Reputation: 3280
I have a body of text stored as a string. There are multiple substrings that i want to replace with a substring of that substring. This is a typical substring that i want to replace (note there are multiple substrings i want to replace).
$String = "loads of text [[gibberish text|Text i Want]] more text [[gibberish text|Text i Want]] more text [[if no separator then just remove tags]]";
$String = deleteStringBetweenStrings("[[", "|", $String , true);
deleteStringBetweenStrings is a recursive function that will delete all code between the 2 substrings (including the substrings) this will do what i want for the first substring but goes a bit crazy after this.

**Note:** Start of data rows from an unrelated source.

use std::io::ErrorKind;
use std::net::IpAddr;
use std::time::Duration;

use chrono::Utc;
use log::{debug, info};
use pnet::datalink::{self, Channel::Ethernet, Config, DataLinkReceiver, NetworkInterface};

use crate::error::{PeekError, Result};
use crate::frame::packet_from_frame;
use crate::source::{IdSequence, PacketSource, SourceEvent};

const READ_TIMEOUT: Duration = Duration::from_millis(250);

#[derive(Debug, Clone)]
pub struct InterfaceInfo {
    pub name: String,
    pub ipv4: Vec<String>,
    pub is_up: bool,
    pub is_loopback: bool,
}

pub fn list_interfaces() -> Vec<InterfaceInfo> {
    datalink::interfaces()
        .into_iter()
        .map(|iface| InterfaceInfo {
            ipv4: iface
                .ips
                .iter()
                .filter_map(|network| match network.ip() {
                    IpAddr::V4(ipv4) => Some(ipv4.to_string()),
                    IpAddr::V6(_) => None,
                })
                .collect(),
            is_up: iface.is_up(),
            is_loopback: iface.is_loopback(),
            name: iface.name,
        })
        .collect()
}

fn find_interface(name: &str) -> Result<NetworkInterface> {
    datalink::interfaces()
        .into_iter()
        .find(|iface| iface.name == name)
        .ok_or_else(|| PeekError::ConfigError(format!("no network interface named {}", name)))
}

/// Frames read from a datalink channel, classified at header level.
///
/// The channel is opened with a read timeout so the ingest loop regains
/// control regularly even on a silent link; a timeout surfaces as
/// `SourceEvent::Idle`.
pub struct LiveSource {
    interface: String,
    rx: Box<dyn DataLinkReceiver>,
    ids: IdSequence,
    skipped: u64,
}

impl LiveSource {
    pub fn open(interface_name: &str) -> Result<Self> {
        let interface = find_interface(interface_name)?;

        let config = Config {
            read_timeout: Some(READ_TIMEOUT),
            ..Default::default()
        };
        let rx = match datalink::channel(&interface, config) {
            Ok(Ethernet(_, rx)) => rx,
            Ok(_) => {
                return Err(PeekError::SourceError(format!(
                    "{} does not provide an Ethernet channel",
                    interface.name
                )))
            }
            Err(e) => {
                return Err(PeekError::SourceError(format!(
                    "failed to open channel on {}: {}",
                    interface.name, e
                )))
            }
        };

        info!("Opened datalink channel on {}", interface.name);
        Ok(Self {
            interface: interface.name,
            rx,
            ids: IdSequence::new("live"),
            skipped: 0,
        })
    }

    /// Frames seen but not classifiable (unknown ether type, truncated).
    pub fn skipped(&self) -> u64 {
        self.skipped
    }
}

impl PacketSource for LiveSource {
    fn describe(&self) -> String {
        format!("live capture on {}", self.interface)
    }

    fn next_event(&mut self) -> Result<SourceEvent> {
        match self.rx.next() {
            Ok(frame) => match packet_from_frame(self.ids.next_id(), Utc::now(), frame) {
                Some(packet) => Ok(SourceEvent::Packet(packet?)),
                None => {
                    self.skipped += 1;
                    debug!("Skipped unclassified frame of {} bytes", frame.len());
                    Ok(SourceEvent::Idle)
                }
            },
            Err(e) if e.kind() == ErrorKind::TimedOut || e.kind() == ErrorKind::WouldBlock => {
                Ok(SourceEvent::Idle)
            }
            Err(e) => Err(PeekError::SourceError(format!(
                "read on {} failed: {}",
                self.interface, e
            ))),
        }
    }
}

function deleteStringBetweenStrings($beginning, $end, $string, $recursive)
{
$beginningPos = strpos($string, $beginning);
$endPos = strpos($string, $end);
if ($beginningPos === false || $endPos === false)
{
return $string;
}
$textToDelete = substr($string, $beginningPos, ($endPos + strlen($end)) - $beginningPos);
$string = str_replace($textToDelete, '', $string);
if (strpos($string, $beginning) && strpos($string, $end) && $recursive == true)
{
$string = deleteStringBetweenStrings($beginning, $end, $string, $recursive);
}
return $string;
}
Is there a more efficient way for me to do this?
Expected output = "loads of text Text i Want more text Text i Want more text if no separator then just remove tags"
Upvotes: 1
Views: 272
Reputation: 174706
Regex and regex only....
Just use the below regex to match the text which you don't want and then replace it with an empty string.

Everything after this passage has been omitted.